Exercise prompt ::
Which of the lines below contain the string "impl"? Pull each one out of the data.

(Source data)
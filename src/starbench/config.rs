//! Run configuration for generation and benchmarking
//!
//! Plain validated structs with builder-style setters. Validation happens
//! once, up front; nothing downstream re-checks parameters.

use crate::starbench::error::{StarbenchError, StarbenchResult};
use chrono::NaiveDate;
use std::path::PathBuf;

/// Compression codec passed through to the batch-writer primitive
#[derive(Debug, Clone, Copy, PartialEq, Eq)]
pub enum CompressionCodec {
    None,
    Gzip,
}

impl CompressionCodec {
    pub fn as_str(&self) -> &'static str {
        match self {
            CompressionCodec::None => "none",
            CompressionCodec::Gzip => "gzip",
        }
    }

    pub fn parse(s: &str) -> StarbenchResult<Self> {
        match s {
            "none" => Ok(CompressionCodec::None),
            "gzip" => Ok(CompressionCodec::Gzip),
            other => Err(StarbenchError::invalid_config(
                "compression",
                format!("unknown codec '{}' (expected none|gzip)", other),
            )),
        }
    }
}

/// Configuration for one generation run
#[derive(Debug, Clone)]
pub struct GenerateConfig {
    /// Top-level seed; every sub-stream derives from it
    pub seed: u64,
    /// Exact number of fact rows to produce
    pub fact_rows: usize,
    /// First calendar day of the time dimension
    pub start_date: NaiveDate,
    /// Last calendar day of the time dimension (inclusive)
    pub end_date: NaiveDate,
    /// Distinct product business identities
    pub num_products: usize,
    /// Customer dimension cardinality
    pub num_customers: usize,
    /// Inclusive range for cities sampled under each region
    pub cities_per_region: (u32, u32),
    /// Expected fraction of products receiving versioning events
    pub change_rate: f64,
    /// Upper bound on versioning events per product
    pub max_version_events: u32,
    /// Share of sales mass carried by the top 20% of identities
    pub pareto_factor: f64,
    /// Seasonal multiplier applied to Q4 days when sampling dates
    pub q4_uplift: f64,
    /// Fraction of fact rows flagged as loss-leaders (cost >= revenue tolerated)
    pub loss_leader_rate: f64,
    /// Rows per flushed row group
    pub row_group_size: usize,
    /// Codec handed to the batch writer
    pub compression: CompressionCodec,
    /// Parallel fact-generation workers
    pub workers: usize,
}

impl Default for GenerateConfig {
    fn default() -> Self {
        Self {
            seed: 42,
            fact_rows: 100_000,
            start_date: NaiveDate::from_ymd_opt(2022, 1, 1).unwrap(),
            end_date: NaiveDate::from_ymd_opt(2024, 12, 31).unwrap(),
            num_products: 1_000,
            num_customers: 10_000,
            cities_per_region: (8, 12),
            change_rate: 0.1,
            max_version_events: 3,
            pareto_factor: 0.8,
            q4_uplift: 1.35,
            loss_leader_rate: 0.01,
            row_group_size: 100_000,
            compression: CompressionCodec::Gzip,
            workers: 1,
        }
    }
}

impl GenerateConfig {
    /// Create config with a row target, everything else default
    pub fn with_rows(fact_rows: usize) -> Self {
        Self {
            fact_rows,
            ..Default::default()
        }
    }

    /// Set the top-level seed
    pub fn seed(mut self, seed: u64) -> Self {
        self.seed = seed;
        self
    }

    /// Set the number of fact-generation workers
    pub fn workers(mut self, workers: usize) -> Self {
        self.workers = workers;
        self
    }

    /// Validate all parameters. Called once at the run boundary; a failure
    /// here never produces partial output.
    pub fn validate(&self) -> StarbenchResult<()> {
        if self.fact_rows == 0 {
            return Err(StarbenchError::invalid_config(
                "fact_rows",
                "must be greater than zero",
            ));
        }
        if self.end_date < self.start_date {
            return Err(StarbenchError::invalid_config(
                "end_date",
                format!(
                    "must not precede start_date ({} < {})",
                    self.end_date, self.start_date
                ),
            ));
        }
        if self.num_products == 0 {
            return Err(StarbenchError::invalid_config(
                "num_products",
                "must be greater than zero",
            ));
        }
        if self.num_customers == 0 {
            return Err(StarbenchError::invalid_config(
                "num_customers",
                "must be greater than zero",
            ));
        }
        if self.cities_per_region.0 == 0 || self.cities_per_region.0 > self.cities_per_region.1 {
            return Err(StarbenchError::invalid_config(
                "cities_per_region",
                "range must be non-empty and ordered",
            ));
        }
        if !(0.0..=1.0).contains(&self.change_rate) {
            return Err(StarbenchError::invalid_config(
                "change_rate",
                "must be within [0, 1]",
            ));
        }
        if !(0.0..1.0).contains(&self.pareto_factor) || self.pareto_factor < 0.5 {
            return Err(StarbenchError::invalid_config(
                "pareto_factor",
                "must be within [0.5, 1.0)",
            ));
        }
        if self.q4_uplift < 1.0 {
            return Err(StarbenchError::invalid_config(
                "q4_uplift",
                "must be at least 1.0",
            ));
        }
        if !(0.0..=0.05).contains(&self.loss_leader_rate) {
            return Err(StarbenchError::invalid_config(
                "loss_leader_rate",
                "must be within [0, 0.05]",
            ));
        }
        if self.row_group_size == 0 {
            return Err(StarbenchError::invalid_config(
                "row_group_size",
                "must be greater than zero",
            ));
        }
        if self.workers == 0 {
            return Err(StarbenchError::invalid_config(
                "workers",
                "must be greater than zero",
            ));
        }
        Ok(())
    }
}

/// Configuration for one benchmark invocation
#[derive(Debug, Clone)]
pub struct BenchmarkConfig {
    /// Warmup executions per pattern, not recorded
    pub warmup_rounds: usize,
    /// Measured executions per pattern
    pub measure_rounds: usize,
    /// Maximum tolerated relative p95 increase vs baseline
    pub regression_threshold: f64,
    /// Deadline around each engine call
    pub engine_timeout_ms: u64,
    /// When set, the dataset metadata must record exactly this seed
    pub expect_seed: Option<u64>,
    /// Optional baseline file for regression comparison
    pub baseline_path: Option<PathBuf>,
}

impl Default for BenchmarkConfig {
    fn default() -> Self {
        Self {
            warmup_rounds: 2,
            measure_rounds: 5,
            regression_threshold: 0.05,
            engine_timeout_ms: 30_000,
            expect_seed: None,
            baseline_path: None,
        }
    }
}

impl BenchmarkConfig {
    /// Set the number of measured rounds
    pub fn rounds(mut self, rounds: usize) -> Self {
        self.measure_rounds = rounds;
        self
    }

    pub fn validate(&self) -> StarbenchResult<()> {
        if self.measure_rounds == 0 {
            return Err(StarbenchError::invalid_config(
                "measure_rounds",
                "must be greater than zero",
            ));
        }
        if !(0.0..=1.0).contains(&self.regression_threshold) {
            return Err(StarbenchError::invalid_config(
                "regression_threshold",
                "must be within [0, 1]",
            ));
        }
        if self.engine_timeout_ms == 0 {
            return Err(StarbenchError::invalid_config(
                "engine_timeout_ms",
                "must be greater than zero",
            ));
        }
        Ok(())
    }
}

Exercise result ::
impl CompressionCodec {
impl Default for GenerateConfig {
impl GenerateConfig {
impl Default for BenchmarkConfig {
impl BenchmarkConfig {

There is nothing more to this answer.